Instead it was stored in the vaults of Fort Knox alongside the American gold
reserves. This modern chapter of the crown’s social life distinguishes it from the
trajectories of other seemingly similar medieval objects and speaks to its elevated
status as what Annette Weiner might describe as an ‘inalienable possession’, an
object whose value is derived not through giving but through keeping. Such
possessions, according to Weiner, are ‘symbolic repositories of genealogies and
historical events, their unique, subjective identity gives them absolute value
placing them above the exchangeability of one thing for another.’75 The crown’s
composite form testifies to its status as a symbolic repository of its history and
genealogy, and the very fact that it was kept out of view and circulation for most
of its life further underscores this special – and singular – status.
Sándor Radnóti notes that until its return to Budapest in 1978 the crown
had never been on permanent display.76 This moment in its social life thus
marked a profound shift in its conceptualization. The return of the crown, one
might say its re-gifting, was accompanied by a new provision that it be put on
public display.77 The crown became, in other words, an aesthetic object of
appreciation rather than an attribute of monarchy. A minor physical modification
accompanied this conceptual aestheticization: an American Baroque pearl was
added to replace two that were missing.78 While such conversions are often seen
as antiquated practices in keeping with ideologically charged medieval practices
of spoliated re-use, the addition of the American pearl physically marks the crown
again as a new kind of gift and possession, and one which triangulates a new set
of relations.
Given its long and complicated history, it should not be surprising to learn
that the story of the crown does not end with its return to Budapest in 1978. The
modern history of the crown, its conceptual aestheticization, is further compli-
cated by the events of 1 January 2000. On this 1000th anniversary of the crowning
of St Stephen by Pope Sylvester II, the crown was processed from the National
Museum to the rotunda of the Hungarian Parliament Building, where it can be
seen today (plate 2).
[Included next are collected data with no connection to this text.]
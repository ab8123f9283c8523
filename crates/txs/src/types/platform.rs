//! Platform chain transactions. Every variant embeds a `BaseTx`, written first.

use std::io::{Read, Write};

use camino_core::{ser::ByteFormat, Address, ChainId, SerError, TxId};
use serde::{Deserialize, Serialize};

use crate::{
    codec,
    dac::AddressStateBit,
    types::{
        input::TransferableInput,
        output::TransferableOutput,
        owners::{Auth, Owner},
    },
};

/// Network, chain, inputs, outputs and memo shared by all platform transactions.
#[derive(Clone, Debug, Default, Eq, PartialEq, Serialize, Deserialize)]
pub struct BaseTx {
    /// The network ID
    pub network_id: u32,
    /// The chain the transaction executes on
    pub blockchain_id: ChainId,
    /// Outputs, in canonical order
    pub outs: Vec<TransferableOutput>,
    /// Inputs, in canonical order
    pub ins: Vec<TransferableInput>,
    /// Free-form memo
    pub memo: Vec<u8>,
}

impl ByteFormat for BaseTx {
    type Error = SerError;

    fn serialized_length(&self) -> usize {
        let mut len = 4 + 32;
        len += 4 + self.outs.iter().map(|o| o.serialized_length()).sum::<usize>();
        len += 4 + self.ins.iter().map(|i| i.serialized_length()).sum::<usize>();
        len += 4 + self.memo.len();
        len
    }

    fn read_from<R>(reader: &mut R) -> Result<Self, Self::Error>
    where
        R: Read,
    {
        Ok(Self {
            network_id: Self::read_u32_be(reader)?,
            blockchain_id: ChainId::read_from(reader)?,
            outs: Self::read_prefix_vec(reader)?,
            ins: Self::read_prefix_vec(reader)?,
            memo: Self::read_bytes(reader)?,
        })
    }

    fn write_to<W>(&self, writer: &mut W) -> Result<usize, Self::Error>
    where
        W: Write,
    {
        let mut len = Self::write_u32_be(writer, self.network_id)?;
        len += self.blockchain_id.write_to(writer)?;
        len += Self::write_prefix_vec(writer, &self.outs)?;
        len += Self::write_prefix_vec(writer, &self.ins)?;
        len += Self::write_bytes(writer, &self.memo)?;
        Ok(len)
    }
}

/// A multisig alias definition.
#[derive(Clone, Debug, Eq, PartialEq, Serialize, Deserialize)]
pub struct MultisigAlias {
    /// The alias address. Empty when creating a new alias.
    pub id: Address,
    /// Free-form memo
    pub memo: Vec<u8>,
    /// Who controls the alias
    pub owners: Owner,
}

impl ByteFormat for MultisigAlias {
    type Error = SerError;

    fn serialized_length(&self) -> usize {
        20 + 4 + self.memo.len() + self.owners.serialized_length()
    }

    fn read_from<R>(reader: &mut R) -> Result<Self, Self::Error>
    where
        R: Read,
    {
        Ok(Self {
            id: Address::read_from(reader)?,
            memo: Self::read_bytes(reader)?,
            owners: Owner::read_from(reader)?,
        })
    }

    fn write_to<W>(&self, writer: &mut W) -> Result<usize, Self::Error>
    where
        W: Write,
    {
        let mut len = self.id.write_to(writer)?;
        len += Self::write_bytes(writer, &self.memo)?;
        len += self.owners.write_to(writer)?;
        Ok(len)
    }
}

/// Create or update a multisig alias.
#[derive(Clone, Debug, Eq, PartialEq, Serialize, Deserialize)]
pub struct MultisigAliasTx {
    /// Inputs, outputs and memo
    pub base: BaseTx,
    /// The alias definition
    pub alias: MultisigAlias,
    /// Authorization by the current alias owners. Empty when creating.
    pub auth: Auth,
}

/// Set or clear a state bit of an address.
#[derive(Clone, Debug, Eq, PartialEq, Serialize, Deserialize)]
pub struct AddressStateTx {
    /// Inputs, outputs and memo
    pub base: BaseTx,
    /// The address whose state changes
    pub address: Address,
    /// The bit to change
    pub state: AddressStateBit,
    /// Clear the bit instead of setting it
    pub remove: bool,
    /// The address executing the change
    pub executor: Address,
    /// The executor's authorization
    pub executor_auth: Auth,
}

/// Submit a governance proposal.
#[derive(Clone, Debug, Eq, PartialEq, Serialize, Deserialize)]
pub struct AddProposalTx {
    /// Inputs, outputs and memo. The outputs hold the proposal bond.
    pub base: BaseTx,
    /// Encoded proposal
    pub proposal_payload: Vec<u8>,
    /// The proposer
    pub proposer_address: Address,
    /// The proposer's authorization
    pub proposer_auth: Auth,
}

/// Vote on a governance proposal.
#[derive(Clone, Debug, Eq, PartialEq, Serialize, Deserialize)]
pub struct AddVoteTx {
    /// Inputs, outputs and memo
    pub base: BaseTx,
    /// The proposal voted on
    pub proposal_id: TxId,
    /// Encoded vote
    pub vote_payload: Vec<u8>,
    /// The voter
    pub voter_address: Address,
    /// The voter's authorization
    pub voter_auth: Auth,
}

/// An unsigned platform chain transaction.
#[derive(Clone, Debug, Eq, PartialEq, Serialize, Deserialize)]
pub enum UnsignedTx {
    /// Plain transfer
    Base(BaseTx),
    /// Multisig alias creation or update
    MultisigAlias(MultisigAliasTx),
    /// Address state change
    AddressState(AddressStateTx),
    /// Proposal submission
    AddProposal(AddProposalTx),
    /// Vote
    AddVote(AddVoteTx),
}

impl UnsignedTx {
    /// The codec type ID of the variant
    pub fn type_id(&self) -> u32 {
        match self {
            UnsignedTx::Base(_) => codec::BASE_TX,
            UnsignedTx::MultisigAlias(_) => codec::MULTISIG_ALIAS_TX,
            UnsignedTx::AddressState(_) => codec::ADDRESS_STATE_TX,
            UnsignedTx::AddProposal(_) => codec::ADD_PROPOSAL_TX,
            UnsignedTx::AddVote(_) => codec::ADD_VOTE_TX,
        }
    }

    /// The embedded `BaseTx`
    pub fn base(&self) -> &BaseTx {
        match self {
            UnsignedTx::Base(tx) => tx,
            UnsignedTx::MultisigAlias(tx) => &tx.base,
            UnsignedTx::AddressState(tx) => &tx.base,
            UnsignedTx::AddProposal(tx) => &tx.base,
            UnsignedTx::AddVote(tx) => &tx.base,
        }
    }

    /// The trailing authorization after the inputs, if the variant has one
    pub fn trailing_auth(&self) -> Option<&Auth> {
        match self {
            UnsignedTx::Base(_) => None,
            UnsignedTx::MultisigAlias(tx) => Some(&tx.auth),
            UnsignedTx::AddressState(tx) => Some(&tx.executor_auth),
            UnsignedTx::AddProposal(tx) => Some(&tx.proposer_auth),
            UnsignedTx::AddVote(tx) => Some(&tx.voter_auth),
        }
    }

    fn body_length(&self) -> usize {
        let base = self.base().serialized_length();
        match self {
            UnsignedTx::Base(_) => base,
            UnsignedTx::MultisigAlias(tx) => {
                base + tx.alias.serialized_length() + tx.auth.serialized_length()
            }
            UnsignedTx::AddressState(tx) => {
                base + 20 + 1 + 1 + 20 + tx.executor_auth.serialized_length()
            }
            UnsignedTx::AddProposal(tx) => {
                base + 4 + tx.proposal_payload.len() + 20 + tx.proposer_auth.serialized_length()
            }
            UnsignedTx::AddVote(tx) => {
                base + 32 + 4 + tx.vote_payload.len() + 20 + tx.voter_auth.serialized_length()
            }
        }
    }
}

impl ByteFormat for UnsignedTx {
    type Error = SerError;

    fn serialized_length(&self) -> usize {
        2 + 4 + self.body_length()
    }

    fn read_from<R>(reader: &mut R) -> Result<Self, Self::Error>
    where
        R: Read,
    {
        Self::read_codec_version(reader)?;
        let tx = match Self::read_u32_be(reader)? {
            codec::BASE_TX => UnsignedTx::Base(BaseTx::read_from(reader)?),
            codec::MULTISIG_ALIAS_TX => UnsignedTx::MultisigAlias(MultisigAliasTx {
                base: BaseTx::read_from(reader)?,
                alias: MultisigAlias::read_from(reader)?,
                auth: Auth::read_from(reader)?,
            }),
            codec::ADDRESS_STATE_TX => UnsignedTx::AddressState(AddressStateTx {
                base: BaseTx::read_from(reader)?,
                address: Address::read_from(reader)?,
                state: AddressStateBit(Self::read_u8(reader)?),
                remove: Self::read_bool(reader)?,
                executor: Address::read_from(reader)?,
                executor_auth: Auth::read_from(reader)?,
            }),
            codec::ADD_PROPOSAL_TX => UnsignedTx::AddProposal(AddProposalTx {
                base: BaseTx::read_from(reader)?,
                proposal_payload: Self::read_bytes(reader)?,
                proposer_address: Address::read_from(reader)?,
                proposer_auth: Auth::read_from(reader)?,
            }),
            codec::ADD_VOTE_TX => UnsignedTx::AddVote(AddVoteTx {
                base: BaseTx::read_from(reader)?,
                proposal_id: TxId::read_from(reader)?,
                vote_payload: Self::read_bytes(reader)?,
                voter_address: Address::read_from(reader)?,
                voter_auth: Auth::read_from(reader)?,
            }),
            type_id => {
                return Err(SerError::UnknownTypeId {
                    type_id,
                    context: "platform tx",
                })
            }
        };
        Ok(tx)
    }

    fn write_to<W>(&self, writer: &mut W) -> Result<usize, Self::Error>
    where
        W: Write,
    {
        let mut len = Self::write_u16_be(writer, camino_core::ser::CODEC_VERSION)?;
        len += Self::write_u32_be(writer, self.type_id())?;
        len += self.base().write_to(writer)?;
        match self {
            UnsignedTx::Base(_) => {}
            UnsignedTx::MultisigAlias(tx) => {
                len += tx.alias.write_to(writer)?;
                len += tx.auth.write_to(writer)?;
            }
            UnsignedTx::AddressState(tx) => {
                len += tx.address.write_to(writer)?;
                len += Self::write_u8(writer, tx.state.into())?;
                len += Self::write_bool(writer, tx.remove)?;
                len += tx.executor.write_to(writer)?;
                len += tx.executor_auth.write_to(writer)?;
            }
            UnsignedTx::AddProposal(tx) => {
                len += Self::write_bytes(writer, &tx.proposal_payload)?;
                len += tx.proposer_address.write_to(writer)?;
                len += tx.proposer_auth.write_to(writer)?;
            }
            UnsignedTx::AddVote(tx) => {
                len += tx.proposal_id.write_to(writer)?;
                len += Self::write_bytes(writer, &tx.vote_payload)?;
                len += tx.voter_address.write_to(writer)?;
                len += tx.voter_auth.write_to(writer)?;
            }
        }
        Ok(len)
    }
}

#[cfg(test)]
mod test {
    use super::*;
    use crate::types::{owners::OutputOwners, utxo::UtxoId};
    use camino_core::AssetId;
    use pretty_assertions::assert_eq;

    fn base() -> BaseTx {
        BaseTx {
            network_id: 1002,
            blockchain_id: ChainId::default(),
            outs: vec![TransferableOutput::pay(
                AssetId::new([1; 32]),
                10,
                Address::new([2; 20]),
            )],
            ins: vec![TransferableInput::transfer(
                UtxoId::new(TxId::new([3; 32]), 0),
                AssetId::new([1; 32]),
                20,
                vec![0],
            )],
            memo: b"memo".to_vec(),
        }
    }

    fn round_trip(tx: UnsignedTx) {
        let bytes = tx.serialize_bytes().unwrap();
        assert_eq!(bytes.len(), tx.serialized_length());
        assert_eq!(&bytes[..2], &[0, 0]);
        assert_eq!(u32::deserialize_bytes(&bytes[2..6]).unwrap(), tx.type_id());
        assert_eq!(UnsignedTx::deserialize_bytes(&bytes).unwrap(), tx);
    }

    #[test]
    fn it_round_trips_every_variant() {
        round_trip(UnsignedTx::Base(base()));
        round_trip(UnsignedTx::MultisigAlias(MultisigAliasTx {
            base: base(),
            alias: MultisigAlias {
                id: Address::default(),
                memo: vec![],
                owners: Owner::Threshold(OutputOwners::new(
                    0,
                    2,
                    vec![Address::new([4; 20]), Address::new([5; 20])],
                )),
            },
            auth: Auth::default(),
        }));
        round_trip(UnsignedTx::AddressState(AddressStateTx {
            base: base(),
            address: Address::new([6; 20]),
            state: AddressStateBit::KYC_VERIFIED,
            remove: true,
            executor: Address::new([7; 20]),
            executor_auth: Auth::single(),
        }));
        round_trip(UnsignedTx::AddProposal(AddProposalTx {
            base: base(),
            proposal_payload: vec![0, 0, 0x20, 0x12],
            proposer_address: Address::new([8; 20]),
            proposer_auth: Auth::single(),
        }));
        round_trip(UnsignedTx::AddVote(AddVoteTx {
            base: base(),
            proposal_id: TxId::new([9; 32]),
            vote_payload: vec![0, 0, 0, 0, 0x20, 0x13, 0, 0, 0, 1],
            voter_address: Address::new([10; 20]),
            voter_auth: Auth::single(),
        }));
    }

    #[test]
    fn it_writes_address_state_fields_without_a_version_prefix() {
        let tx = UnsignedTx::AddressState(AddressStateTx {
            base: BaseTx::default(),
            address: Address::new([0xaa; 20]),
            state: AddressStateBit::CONSORTIUM,
            remove: false,
            executor: Address::new([0xbb; 20]),
            executor_auth: Auth::single(),
        });
        let bytes = tx.serialize_bytes().unwrap();
        let body = &bytes[6 + BaseTx::default().serialized_length()..];
        assert_eq!(&body[..20], &[0xaa; 20]);
        assert_eq!(body[20], 38);
        assert_eq!(body[21], 0);
        assert_eq!(&body[22..42], &[0xbb; 20]);
        assert_eq!(hex::encode(&body[42..]), "0000000a0000000100000000");
    }

    #[test]
    fn it_rejects_unknown_tx_types() {
        let mut bytes = UnsignedTx::Base(BaseTx::default()).serialize_bytes().unwrap();
        bytes[5] = 0x99;
        match UnsignedTx::deserialize_bytes(&bytes) {
            Err(SerError::UnknownTypeId { type_id, .. }) => assert_eq!(type_id, 0x2099),
            e => panic!("expected UnknownTypeId, got {:?}", e),
        }
    }
}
In conjunction with this new installation, the first parlia-
mentary act of the New Year was to appoint a crown guard.79 Initially it might
seem surprising that such a potent symbol of monarchy might be so readily
adopted by a democratic nation-state. My reading of the crown, however, suggests
that this is not the first of such unlikely reconceptualizations, and that it is surely
no less unusual than the crown’s earlier conversion from a female crown, a gift
for a Byzantine bride, to a male crown, to be worn by the king of an emerging
power. Despite the physical and ideological transformation of this enigmatic
object over time, a certain sense of continuity remains, a continuity provided by
our understanding of the crown’s status as a gift, but one with shifting givers,
receivers and wearers.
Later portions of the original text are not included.